Quando siamo piccoli ci sembra tutto così bello, nuovo, diverso, inaudito. Il mondo dei grandi è un luogo magico in cui potersi riparare, a volte nascondere, altre lasciarsi accarezzare. Giochi a fare l'adulto, vesti tutti i panni che vuoi: calciatore, medico, avvocato, commesso. Tutto ciò che puoi immaginare, puoi e vuoi fare. Poi grande ci diventi davvero, e le maniche da rimboccarsi diventano sempre più lunghe, a tal punto che non riesci più a tirarle su, quelle maniche. Però, diventi te stess*, almeno autonom*, un po' più autosufficiente. E, quell'autosufficienza ti serve per creare ad hoc il tuo vestito, troppo aderente o troppo largo, a seconda di come credi che il mondo ti vesta, e ti veda. Sì, perché, alla fine, l'ambizione, il desiderio che diventa bisogno è proprio che qualcuno ti veda, ti riconosca, ti dia esistenza per quello che sei, per quello che nascondi o lasci trasparire da quel vestito.

Non servono nuovi occhi per guardarti, ma nuovi colori per dare luce ai tuoi occhi, quando si spengono, si inumidiscono, quando si lasciano attraversare dalla gelida notte che attraversa anche te. Ecco che, allora, ritorni quel bambino che può e vuole fare tutto di tutto, perché poco non gli basta, perché per andare lontano c'è bisogno di sognare da lontano, partire dall'impensabile, partire da ciò che ti sembra più insensato. E, cosa c'è di più insensato che reincollare un vetro crepato? 

Quando qualcosa si rompe, che sia un oggetto o un pezzo di noi, crediamo sempre che non serva rimettere insieme i pezzi. Un po' perché fa male ricucire ciò che si è scucito: costa dolore, costa fatica. Un po' perché i punti non ti ricompongono così bene come eri prima: sono ferita, rimangono ferita. Ma, sono anche luce. Una famosa frase di una canzone di Leonard Cohen recita: 

C'è una crepa in ogni cosa. Ed è da lì che entra la luce.
Leonard Cohen
 

Perché le crepe sono delle aperture, hanno delle aperture. Le crepe fanno entrare la luce. E, la luce ci illumina lì dove ci fa più male, lì dove nessuna acqua ossigenata può disinfettare. Perché ci sono delle ferite che guariscono solo con un po' di luce. E, quella luce entra senza chiedere il permesso. 

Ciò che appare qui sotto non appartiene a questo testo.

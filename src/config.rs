use std::fs;
use std::path::Path;

use serde::{Deserialize, Serialize};

use crate::error::{Result, TelemetryError};
use crate::orientation::OrientationConfig;
use crate::rate_limiter::RateLimitScope;
use crate::types::{nicla_sense_me_channels, Channel, MAX_POINTS, UPDATE_INTERVAL_MS};

/// Configuración completa del pipeline.
/// Los valores por defecto corresponden al Nicla Sense ME.
#[derive(Debug, Clone, PartialEq, Serialize, Deserialize)]
#[serde(default)]
pub struct PipelineConfig {
    pub channels: Vec<Channel>,
    /// Puntos por serie (200; 100 en la versión antigua)
    pub capacity: usize,
    pub update_interval_ms: u64,
    pub rate_limit_scope: RateLimitScope,
    /// `None` desactiva la estimación de orientación
    pub orientation: Option<OrientationConfig>,
    /// Característica a la que se escribe el código de calibración
    pub calibration_uuid: Option<String>,
}

impl Default for PipelineConfig {
    fn default() -> Self {
        Self {
            channels: nicla_sense_me_channels(),
            capacity: MAX_POINTS,
            update_interval_ms: UPDATE_INTERVAL_MS,
            rate_limit_scope: RateLimitScope::Global,
            orientation: Some(OrientationConfig::default()),
            calibration_uuid: None,
        }
    }
}

impl PipelineConfig {
    /// Carga la configuración desde un JSON; los campos ausentes toman el valor por defecto
    pub fn from_file(path: impl AsRef<Path>) -> Result<Self> {
        let content = fs::read_to_string(path)?;
        let config: Self = serde_json::from_str(&content)?;
        config.validate()?;
        Ok(config)
    }

    pub fn channel(&self, id: &str) -> Option<&Channel> {
        self.channels.iter().find(|c| c.id == id)
    }

    pub fn validate(&self) -> Result<()> {
        if self.channels.is_empty() {
            return Err(invalid("no hay canales definidos"));
        }
        if self.capacity == 0 {
            return Err(invalid("la capacidad debe ser mayor que 0"));
        }

        for (i, channel) in self.channels.iter().enumerate() {
            if channel.fields.is_empty() {
                return Err(invalid(&format!("el canal '{}' no tiene campos", channel.id)));
            }
            if self.channels[..i].iter().any(|c| c.id == channel.id) {
                return Err(invalid(&format!("canal duplicado '{}'", channel.id)));
            }
        }

        if let Some(orientation) = &self.orientation {
            let channel = self.channel(&orientation.channel).ok_or_else(|| {
                invalid(&format!(
                    "la orientación usa el canal inexistente '{}'",
                    orientation.channel
                ))
            })?;

            for field in orientation.required_fields() {
                if channel.field_index(field).is_none() {
                    return Err(invalid(&format!(
                        "el canal '{}' no tiene el campo '{}'",
                        channel.id, field
                    )));
                }
            }

            if !(orientation.smoothing > 0.0 && orientation.smoothing <= 1.0) {
                return Err(invalid("el suavizado debe estar en (0, 1]"));
            }
            if !(orientation.reference_scale.is_finite() && orientation.reference_scale > 0.0) {
                return Err(invalid("la escala de referencia debe ser positiva"));
            }
            if !(orientation.elbow_ratio.is_finite() && orientation.elbow_ratio != 0.0) {
                return Err(invalid("elbow_ratio no puede ser 0"));
            }
        }

        Ok(())
    }
}

fn invalid(msg: &str) -> TelemetryError {
    TelemetryError::InvalidConfig(msg.to_string())
}

#[cfg(test)]
mod tests {
    use super::*;
    use crate::orientation::EstimatorMode;
    use crate::types::LEGACY_MAX_POINTS;

    #[test]
    fn test_default_is_valid() {
        let config = PipelineConfig::default();
        assert!(config.validate().is_ok());
        assert_eq!(config.capacity, 200);
        assert_eq!(config.update_interval_ms, 50);
    }

    #[test]
    fn test_partial_json_uses_defaults() {
        let json = r#"{ "capacity": 100, "orientation": { "mode": "tilt" } }"#;
        let config: PipelineConfig = serde_json::from_str(json).unwrap();
        assert_eq!(config.capacity, LEGACY_MAX_POINTS);
        assert_eq!(config.channels.len(), 2);
        let orientation = config.orientation.as_ref().unwrap();
        assert_eq!(orientation.mode, EstimatorMode::Tilt);
        assert_eq!(orientation.swing_field, "Az");
        assert!(config.validate().is_ok());
    }

    #[test]
    fn test_custom_pitch_channel() {
        let json = r#"{
            "channels": [ { "id": "pitch", "fields": ["pitch"] } ],
            "rate_limit_scope": "per_channel",
            "orientation": {
                "mode": "two_joint",
                "channel": "pitch",
                "swing_field": "pitch",
                "reference_scale": 90.0
            }
        }"#;
        let config: PipelineConfig = serde_json::from_str(json).unwrap();
        assert!(config.validate().is_ok());
        assert_eq!(config.rate_limit_scope, RateLimitScope::PerChannel);
        assert_eq!(config.channel("pitch").unwrap().payload_len(), 4);
    }

    #[test]
    fn test_orientation_field_must_exist() {
        let mut config = PipelineConfig::default();
        if let Some(o) = config.orientation.as_mut() {
            o.channel = "gyroscope".to_string();
        }
        assert!(matches!(
            config.validate(),
            Err(TelemetryError::InvalidConfig(_))
        ));
    }

    #[test]
    fn test_rejects_bad_values() {
        let config = PipelineConfig {
            capacity: 0,
            ..PipelineConfig::default()
        };
        assert!(config.validate().is_err());

        let mut config = PipelineConfig::default();
        config.channels.push(config.channels[0].clone());
        assert!(config.validate().is_err());

        let mut config = PipelineConfig::default();
        if let Some(o) = config.orientation.as_mut() {
            o.smoothing = 0.0;
        }
        assert!(config.validate().is_err());
    }

    #[test]
    fn test_from_file() {
        let path = std::env::temp_dir().join("brazoscopio_config_test.json");
        fs::write(&path, r#"{ "update_interval_ms": 20 }"#).unwrap();
        let config = PipelineConfig::from_file(&path).unwrap();
        assert_eq!(config.update_interval_ms, 20);
        let _ = fs::remove_file(&path);

        assert!(PipelineConfig::from_file("/nonexistent/brazoscopio.json").is_err());
    }
}
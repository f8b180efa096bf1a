use std::collections::HashMap;
use std::sync::atomic::{AtomicBool, Ordering};
use std::sync::Arc;
use std::time::{Duration, Instant};

use anyhow::{bail, Context, Result};
use crossbeam_channel::{Receiver, Sender, TryRecvError};
use dbus::arg::{PropMap, RefArg, Variant};
use dbus::blocking::Connection;

use crate::types::{Channel, Notification};

const GATT_CHARACTERISTIC: &str = "org.bluez.GattCharacteristic1";

/// Lo que el transporte entrega al pipeline
#[derive(Debug, Clone, PartialEq)]
pub enum TransportEvent {
    /// Notificaciones activadas en el canal
    Subscribed(String),
    Notification(Notification),
}

/// Parámetros de conexión
#[derive(Debug, Clone)]
pub struct BleTarget {
    pub mac: String,
    pub adapter: String,
    pub channels: Vec<Channel>,
    pub calibration_uuid: Option<String>,
}

impl BleTarget {
    pub fn new(mac: &str, channels: Vec<Channel>, calibration_uuid: Option<String>) -> Self {
        Self {
            mac: mac.to_string(),
            adapter: "hci0".to_string(),
            channels,
            calibration_uuid,
        }
    }

    pub fn device_path(&self) -> String {
        format!(
            "/org/bluez/{}/dev_{}",
            self.adapter,
            self.mac.to_uppercase().replace(':', "_")
        )
    }
}

/// Conecta al dispositivo por BlueZ y reenvía cada notificación por `tx`.
///
/// Los códigos de calibración que lleguen por `calibration_rx` se escriben
/// en la característica configurada. Termina cuando se cierra `calibration_rx`.
pub fn start_ble_receiver(
    target: &BleTarget,
    tx: Sender<TransportEvent>,
    calibration_rx: Receiver<u8>,
) -> Result<()> {
    let conn = Connection::new_system().context("No se pudo abrir el D-Bus del sistema")?;
    log::info!("Conectado a D-Bus del sistema");

    let adapter_path = format!("/org/bluez/{}", target.adapter);
    let adapter_proxy = conn.with_proxy("org.bluez", &adapter_path, Duration::from_secs(5));

    let _: () = adapter_proxy
        .method_call(
            "org.freedesktop.DBus.Properties",
            "Set",
            ("org.bluez.Adapter1", "Powered", Variant(true)),
        )
        .context("No se pudo encender el adaptador Bluetooth")?;
    log::info!("Adaptador {} encendido", target.adapter);

    let device_path = target.device_path();
    log::info!("Buscando dispositivo en: {}", device_path);
    let device_proxy = conn.with_proxy("org.bluez", &device_path, Duration::from_secs(10));

    match device_proxy.method_call::<(), _, _, _>("org.bluez.Device1", "Connect", ()) {
        Ok(_) => log::info!("Conectado a {}", target.mac),
        Err(e) => {
            log::warn!("No se pudo conectar a {}: {}; reintentando en 3 s", target.mac, e);
            std::thread::sleep(Duration::from_secs(3));
            device_proxy
                .method_call::<(), _, _, _>("org.bluez.Device1", "Connect", ())
                .with_context(|| format!("No se pudo conectar a {}", target.mac))?;
            log::info!("Conectado a {} en segundo intento", target.mac);
        }
    }
    // Dar tiempo a BlueZ para resolver los servicios GATT
    std::thread::sleep(Duration::from_secs(2));

    let characteristics = discover_characteristics(&conn, &device_path)?;

    // ruta de la característica -> id del canal
    let mut routes: HashMap<String, String> = HashMap::new();
    for channel in &target.channels {
        let Some(path) = characteristics.get(&channel.uuid.to_lowercase()) else {
            log::warn!("El dispositivo no expone '{}' ({})", channel.id, channel.uuid);
            continue;
        };
        routes.insert(path.clone(), channel.id.clone());
    }
    if routes.is_empty() {
        bail!("Ninguna característica configurada está disponible en {}", target.mac);
    }

    let calibration_path = target
        .calibration_uuid
        .as_ref()
        .and_then(|uuid| characteristics.get(&uuid.to_lowercase()).cloned());

    use dbus::blocking::stdintf::org_freedesktop_dbus::PropertiesPropertiesChanged as PC;
    use dbus::message::SignalArgs;

    let clock = Instant::now();
    let closed = Arc::new(AtomicBool::new(false));
    let closed_cb = Arc::clone(&closed);
    let routes_cb = routes.clone();
    let tx_cb = tx.clone();

    let mr = PC::match_rule(None, None);
    conn.add_match(mr, move |pc: PC, _, msg| {
        let Some(path) = msg.path().map(|p| p.to_string()) else {
            return true;
        };
        let Some(channel) = routes_cb.get(&path) else {
            return true;
        };

        if let Some(value_var) = pc.changed_properties.get("Value") {
            if let Some(iter) = value_var.0.as_iter() {
                let payload: Vec<u8> = iter.filter_map(|item| item.as_u64().map(|b| b as u8)).collect();
                let received_ms = clock.elapsed().as_millis() as u64;
                let event = TransportEvent::Notification(Notification::new(channel, payload, received_ms));
                if tx_cb.send(event).is_err() {
                    closed_cb.store(true, Ordering::Relaxed);
                }
            }
        }
        true
    })?;

    for (path, channel) in &routes {
        let char_proxy = conn.with_proxy("org.bluez", path, Duration::from_secs(5));
        char_proxy
            .method_call::<(), _, _, _>(GATT_CHARACTERISTIC, "StartNotify", ())
            .with_context(|| format!("StartNotify falló en {}", path))?;
        log::info!("Notificaciones iniciadas para '{}' en {}", channel, path);
        if tx.send(TransportEvent::Subscribed(channel.clone())).is_err() {
            closed.store(true, Ordering::Relaxed);
        }
    }

    loop {
        conn.process(Duration::from_millis(100))?;

        match calibration_rx.try_recv() {
            Ok(code) => match &calibration_path {
                Some(path) => {
                    let char_proxy = conn.with_proxy("org.bluez", path, Duration::from_secs(5));
                    let options = PropMap::new();
                    if let Err(e) = char_proxy.method_call::<(), _, _, _>(
                        GATT_CHARACTERISTIC,
                        "WriteValue",
                        (vec![code], options),
                    ) {
                        log::warn!("No se pudo enviar el código de calibración {}: {}", code, e);
                    }
                }
                None => log::debug!("Sin característica de calibración; código {} descartado", code),
            },
            Err(TryRecvError::Empty) => {}
            Err(TryRecvError::Disconnected) => break,
        }

        if closed.load(Ordering::Relaxed) {
            break;
        }
    }

    let _ = device_proxy.method_call::<(), _, _, _>("org.bluez.Device1", "Disconnect", ());
    log::info!("Desconectado de {}", target.mac);
    Ok(())
}

/// UUID (en minúsculas) -> ruta D-Bus de cada característica GATT del dispositivo
fn discover_characteristics(conn: &Connection, device_path: &str) -> Result<HashMap<String, String>> {
    use dbus::blocking::stdintf::org_freedesktop_dbus::ObjectManager;

    let root = conn.with_proxy("org.bluez", "/", Duration::from_secs(5));
    let objects = root
        .get_managed_objects()
        .context("No se pudieron listar los objetos de BlueZ")?;

    let prefix = format!("{}/", device_path);
    let mut found = HashMap::new();
    for (path, interfaces) in objects {
        let path = path.to_string();
        if !path.starts_with(&prefix) {
            continue;
        }
        let Some(props) = interfaces.get(GATT_CHARACTERISTIC) else {
            continue;
        };
        if let Some(uuid) = props.get("UUID").and_then(|v| v.0.as_str()) {
            found.insert(uuid.to_lowercase(), path);
        }
    }
    Ok(found)
}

È un po' una serranda che non serra del tutto. E, anche se ti sforzi di chiuderla al meglio, ci sarà sempre un angolo che ti sfugge. Quello stesso angolo che fa entrare la luce, che ti sveglia, che ti fa sobbalzare, senza però farti davvero del male. Perché il vero dolore te lo porti dietro quando tenti a tutti i costi di non vederla, quella luce. Te lo porti dietro quando, pur di non vedere quella luce, inizi ad uscire con gli occhiali da sole, a testa bassa, dimenticandoti che esiste anche un cielo sopra di te. 

Ma, tu stess* sei cielo, e luce, e crepe contemporaneamente. Sei tutto quello che hai vissuto, e tanto altro che hai rimosso. Le crepe parlano di te, di come sei, di cosa sei stato. Anche se non vuoi vederle, anche se butti quella parte di te ormai rotta, le crepe rimarranno comunque. Perché noi saremo completi, ci sentiremo completi solo quando avremo il coraggio di accettarci nella nostra incompletezza, di riparare ciò che è stato rotto, o semplicemente accarezzare ciò che non è più possibile riparare. Perché non è folle chi prende in mano i cocci rotti e si ricostruisce, ma chi butta via le crepe, solo perché crepe, anche se emanano una luce bellissima. E, tu sei una luce bellissima. Una bellissima luce che sorge dal fondo, che nasce proprio dalle crepe.